[Record extracts — start]
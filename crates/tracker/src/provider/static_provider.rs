//! In-memory tracker provider.
//!
//! Holds rosters, trips, logs and overrides in plain maps. Used for snapshot
//! files, tests, and anywhere the real store has already been read.

use std::collections::HashMap;

use tracing::{debug, info};

use crate::identifiers::*;
use crate::models::{event_log::EventLog, roster::*, traits::*, trip::*, types::*};

#[derive(Clone, Debug, Default)]
pub struct StaticTrackerProvider {
    rosters: HashMap<RouteIdentifier, Vec<StudentEntry>>,
    trips: HashMap<TripKey, Trip>,
    logs: HashMap<TripKey, EventLog>,
    overrides: HashMap<TripKey, DurationOverrides>,
}

impl StaticTrackerProvider {
    /// Create a new empty provider
    pub fn new() -> Self {
        Self::default()
    }

    pub fn with_route(mut self, route_id: impl Into<RouteIdentifier>, students: Vec<StudentEntry>) -> Self {
        self.rosters.insert(route_id.into(), students);
        self
    }

    pub fn with_trip(mut self, trip: Trip) -> Self {
        self.trips.insert(trip.key().clone(), trip);
        self
    }

    pub fn with_events(mut self, key: TripKey, log: EventLog) -> Self {
        self.logs.insert(key, log);
        self
    }

    pub fn with_overrides(mut self, key: TripKey, overrides: DurationOverrides) -> Self {
        self.overrides.insert(key, overrides);
        self
    }

    // ---- Store writes ----

    /// Starts the trip and logs `BUS_STARTED`.
    pub fn start_trip(&mut self, key: TripKey, trip_start_hm: &str, at: Option<chrono::NaiveDateTime>) -> Result<()> {
        info!(trip = %key, trip_start_hm, "starting trip");
        self.logs
            .entry(key.clone())
            .or_default()
            .append(DomainEvent::bus(EventType::BusStarted, at))?;
        self.trips.insert(key.clone(), Trip::start(key, trip_start_hm));
        Ok(())
    }

    /// Ends the trip and logs `BUS_ENDED`.
    pub fn end_trip(&mut self, key: &TripKey, at: Option<chrono::NaiveDateTime>) -> Result<()> {
        info!(trip = %key, "ending trip");
        let trip = self
            .trips
            .get_mut(key)
            .ok_or_else(|| TrackerError::TripNotFound(key.identifier()))?;
        trip.end()?;
        self.logs
            .entry(key.clone())
            .or_default()
            .append(DomainEvent::bus(EventType::BusEnded, at))
    }

    /// Appends an event to a live trip.
    ///
    /// Terminal drops also mark the student done for the session, the way the
    /// driver dashboard records them.
    pub fn record_event(&mut self, key: &TripKey, event: DomainEvent) -> Result<()> {
        match self.trips.get(key) {
            None => return Err(TrackerError::TripNotFound(key.identifier())),
            Some(trip) if !trip.is_live() => return Err(TrackerError::TripAlreadyEnded(key.identifier())),
            Some(_) => {}
        }

        let student = match &event.student_id {
            Some(student_id) => {
                let roster = self.rosters.get_mut(&key.route_id);
                let student = roster
                    .and_then(|students| students.iter_mut().find(|s| &s.id == student_id))
                    .ok_or_else(|| TrackerError::StudentNotFound(student_id.clone()))?;
                Some(student)
            }
            None => None,
        };

        let event_type = event.event_type;
        self.logs.entry(key.clone()).or_default().append(event)?;
        debug!(trip = %key, %event_type, "recorded event");

        if let Some(student) = student {
            match event_type {
                EventType::DroppedSchoolAm => student.done_am = true,
                EventType::DroppedPm => student.done_pm = true,
                _ => {}
            }
        }
        Ok(())
    }

    /// Sets or resets (`None`) today's minutes for a student.
    pub fn set_override(&mut self, key: &TripKey, student_id: impl Into<StudentIdentifier>, minutes: Option<Minutes>) {
        self.overrides.entry(key.clone()).or_default().set(student_id, minutes);
    }
}

impl TrackerProvider for StaticTrackerProvider {
    fn get_trip(&self, key: &TripKey) -> Option<Trip> {
        self.trips.get(key).cloned()
    }

    fn students_on_route(&self, route_id: &RouteIdentifier) -> Vec<StudentEntry> {
        self.rosters.get(route_id).cloned().unwrap_or_default()
    }

    fn events_for(&self, key: &TripKey) -> EventLog {
        self.logs.get(key).cloned().unwrap_or_default()
    }

    fn overrides_for(&self, key: &TripKey) -> DurationOverrides {
        self.overrides.get(key).cloned().unwrap_or_default()
    }
}

#[cfg(test)]
mod tests {
    use super::*;
    use chrono::{NaiveDate, NaiveDateTime};

    fn key(session: Session) -> TripKey {
        TripKey::new("north", NaiveDate::from_ymd_opt(2024, 5, 2).unwrap(), session)
    }

    fn at(h: u32, m: u32) -> Option<NaiveDateTime> {
        NaiveDate::from_ymd_opt(2024, 5, 2).unwrap().and_hms_opt(h, m, 0)
    }

    fn provider() -> StaticTrackerProvider {
        StaticTrackerProvider::new().with_route(
            "north",
            vec![StudentEntry::new("amira", Some(1)), StudentEntry::new("bilal", Some(2))],
        )
    }

    #[test]
    fn test_empty_provider() {
        let provider = StaticTrackerProvider::new();
        let key = key(Session::Am);

        assert!(provider.get_trip(&key).is_none());
        assert!(provider.students_on_route(&key.route_id).is_empty());
        assert!(provider.events_for(&key).is_empty());
        assert!(provider.overrides_for(&key).is_empty());
    }

    #[test]
    fn test_trip_lifecycle_is_logged() {
        let mut provider = provider();
        let key = key(Session::Am);

        provider.start_trip(key.clone(), "07:00", at(7, 0)).unwrap();
        assert_eq!(provider.get_trip(&key).unwrap().start_hm(), Some("07:00"));

        provider.end_trip(&key, at(7, 40)).unwrap();
        assert!(!provider.get_trip(&key).unwrap().is_live());
        assert!(matches!(provider.end_trip(&key, at(7, 41)), Err(TrackerError::TripAlreadyEnded(_))));

        let types: Vec<EventType> = provider.events_for(&key).events().iter().map(|e| e.event_type).collect();
        assert_eq!(types, [EventType::BusStarted, EventType::BusEnded]);
    }

    #[test]
    fn test_record_event_marks_done() {
        let mut provider = provider();
        let key = key(Session::Am);
        provider.start_trip(key.clone(), "07:00", at(7, 0)).unwrap();

        provider
            .record_event(&key, DomainEvent::student(EventType::PickedAm, "amira", at(7, 2)))
            .unwrap();
        assert!(!provider.students_on_route(&key.route_id)[0].done_am);

        provider
            .record_event(&key, DomainEvent::student(EventType::DroppedSchoolAm, "amira", at(7, 30)))
            .unwrap();
        assert!(provider.students_on_route(&key.route_id)[0].done_am);
        assert_eq!(provider.events_for(&key).len(), 3);
    }

    #[test]
    fn test_record_event_rejections() {
        let mut provider = provider();
        let key = key(Session::Am);
        let event = DomainEvent::student(EventType::PickedAm, "amira", at(7, 2));

        assert!(matches!(
            provider.record_event(&key, event.clone()),
            Err(TrackerError::TripNotFound(_))
        ));

        provider.start_trip(key.clone(), "07:00", at(7, 0)).unwrap();
        assert!(matches!(
            provider.record_event(&key, DomainEvent::student(EventType::PickedAm, "zoe", at(7, 3))),
            Err(TrackerError::StudentNotFound(_))
        ));

        provider.end_trip(&key, at(7, 40)).unwrap();
        assert!(matches!(
            provider.record_event(&key, event),
            Err(TrackerError::TripAlreadyEnded(_))
        ));
    }

    #[test]
    fn test_rejected_event_leaves_student_untouched() {
        let mut provider = provider();
        let key = key(Session::Pm);
        provider.start_trip(key.clone(), "14:00", at(14, 0)).unwrap();

        let late = DomainEvent::student(EventType::DroppedPm, "amira", at(13, 59));
        assert!(matches!(
            provider.record_event(&key, late),
            Err(TrackerError::OutOfOrderEvent { .. })
        ));
        assert!(!provider.students_on_route(&key.route_id)[0].done_pm);
    }

    #[test]
    fn test_overrides_per_trip() {
        let mut provider = provider();
        let am = key(Session::Am);

        provider.set_override(&am, "amira", Some(3));
        assert_eq!(provider.overrides_for(&am).get(&"amira".into()), Some(3));
        assert!(provider.overrides_for(&key(Session::Pm)).is_empty());

        provider.set_override(&am, "amira", None);
        assert_eq!(provider.overrides_for(&am).get(&"amira".into()), None);
    }
}
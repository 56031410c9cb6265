//! Decimal-string encoding for `u128` values
//!
//! Use with `#[serde(with = "crate::core::decimal")]` on fields that leave
//! the process, so JSON clients limited to 53-bit numbers read them exactly.

use serde::{de, Deserialize, Deserializer, Serializer};

pub fn serialize<S>(value: &u128, serializer: S) -> Result<S::Ok, S::Error>
where
    S: Serializer,
{
    serializer.collect_str(value)
}

pub fn deserialize<'de, D>(deserializer: D) -> Result<u128, D::Error>
where
    D: Deserializer<'de>,
{
    let text = String::deserialize(deserializer)?;
    text.parse()
        .map_err(|_| de::Error::custom(format!("invalid decimal amount: {:?}", text)))
}
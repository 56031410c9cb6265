//! Live fan-out of notifications to subscribers

use crate::events::notification::Notification;
use tokio::sync::broadcast;

/// Maximum number of notifications to buffer per subscriber
const BROADCAST_CAPACITY: usize = 100;

/// Broadcaster for committed notifications
#[derive(Debug)]
pub struct EventBus {
    sender: broadcast::Sender<Notification>,
}

impl EventBus {
    pub fn new() -> Self {
        let (sender, _) = broadcast::channel(BROADCAST_CAPACITY);
        Self { sender }
    }

    /// Publish to every current subscriber
    pub fn publish(&self, notification: Notification) {
        // No subscribers is not an error
        let _ = self.sender.send(notification);
    }

    pub fn subscribe(&self) -> broadcast::Receiver<Notification> {
        self.sender.subscribe()
    }

    pub fn subscriber_count(&self) -> usize {
        self.sender.receiver_count()
    }
}

impl Default for EventBus {
    fn default() -> Self {
        Self::new()
    }
}
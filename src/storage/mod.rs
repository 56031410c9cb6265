//! Storage module for contract state persistence

pub mod persistence;

pub use persistence::{
    load_from_file, save_to_file, FileStore, MemoryStore, StateStore, StorageConfig, StorageError,
};
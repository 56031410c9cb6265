//! Managed-entity registry
//!
//! A factory-backed collection of independently addressable entities:
//! - Dense, zero-based ids assigned in creation order
//! - Per-entity snapshot queries and bulk listing
//! - Mutation under a configurable policy
//! - Aggregation over the whole collection
//!
//! # Example
//!
//! ```rust
//! use escrow_registry::core::Address;
//! use escrow_registry::registry::{EntityRegistry, Rectangle, RectangleInit};
//!
//! let mut registry: EntityRegistry<Rectangle> = EntityRegistry::new();
//! let created = registry.create(&Address::new("alice"), RectangleInit::new(3, 4)).unwrap();
//!
//! let view = registry.get(created.id).unwrap();
//! assert_eq!(view.state.surface, 12);
//! assert_eq!(view.state.perimeter, 14);
//! ```

pub mod entity;
pub mod rectangle;
pub mod registry;

pub use entity::ManagedEntity;
pub use rectangle::{Rectangle, RectangleChange, RectangleInit, RectangleSnapshot, Shape};
pub use registry::{
    EntityChanged, EntityCreated, EntityRecord, EntityRegistry, EntityView, MutationPolicy,
    RegistryEvent,
};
[Record extracts — finish]
Copy out the range of lines above starting at the line with "Err(TrackerError::StudentNotFound(_))" and ending at the line with "use crate::events::notification::Notification;", exactly and including both.

* Response area *
            Err(TrackerError::StudentNotFound(_))
        ));

        provider.end_trip(&key, at(7, 40)).unwrap();
        assert!(matches!(
            provider.record_event(&key, event),
            Err(TrackerError::TripAlreadyEnded(_))
        ));
    }

    #[test]
    fn test_rejected_event_leaves_student_untouched() {
        let mut provider = provider();
        let key = key(Session::Pm);
        provider.start_trip(key.clone(), "14:00", at(14, 0)).unwrap();

        let late = DomainEvent::student(EventType::DroppedPm, "amira", at(13, 59));
        assert!(matches!(
            provider.record_event(&key, late),
            Err(TrackerError::OutOfOrderEvent { .. })
        ));
        assert!(!provider.students_on_route(&key.route_id)[0].done_pm);
    }

    #[test]
    fn test_overrides_per_trip() {
        let mut provider = provider();
        let am = key(Session::Am);

        provider.set_override(&am, "amira", Some(3));
        assert_eq!(provider.overrides_for(&am).get(&"amira".into()), Some(3));
        assert!(provider.overrides_for(&key(Session::Pm)).is_empty());

        provider.set_override(&am, "amira", None);
        assert_eq!(provider.overrides_for(&am).get(&"amira".into()), None);
    }
}
repository 56031410c9cb6265
//! Decimal-string encoding for `u128` values
//!
//! Use with `#[serde(with = "crate::core::decimal")]` on fields that leave
//! the process, so JSON clients limited to 53-bit numbers read them exactly.

use serde::{de, Deserialize, Deserializer, Serializer};

pub fn serialize<S>(value: &u128, serializer: S) -> Result<S::Ok, S::Error>
where
    S: Serializer,
{
    serializer.collect_str(value)
}

pub fn deserialize<'de, D>(deserializer: D) -> Result<u128, D::Error>
where
    D: Deserializer<'de>,
{
    let text = String::deserialize(deserializer)?;
    text.parse()
        .map_err(|_| de::Error::custom(format!("invalid decimal amount: {:?}", text)))
}
repository 56031410c9cb6265
//! Live fan-out of notifications to subscribers

use crate::events::notification::Notification;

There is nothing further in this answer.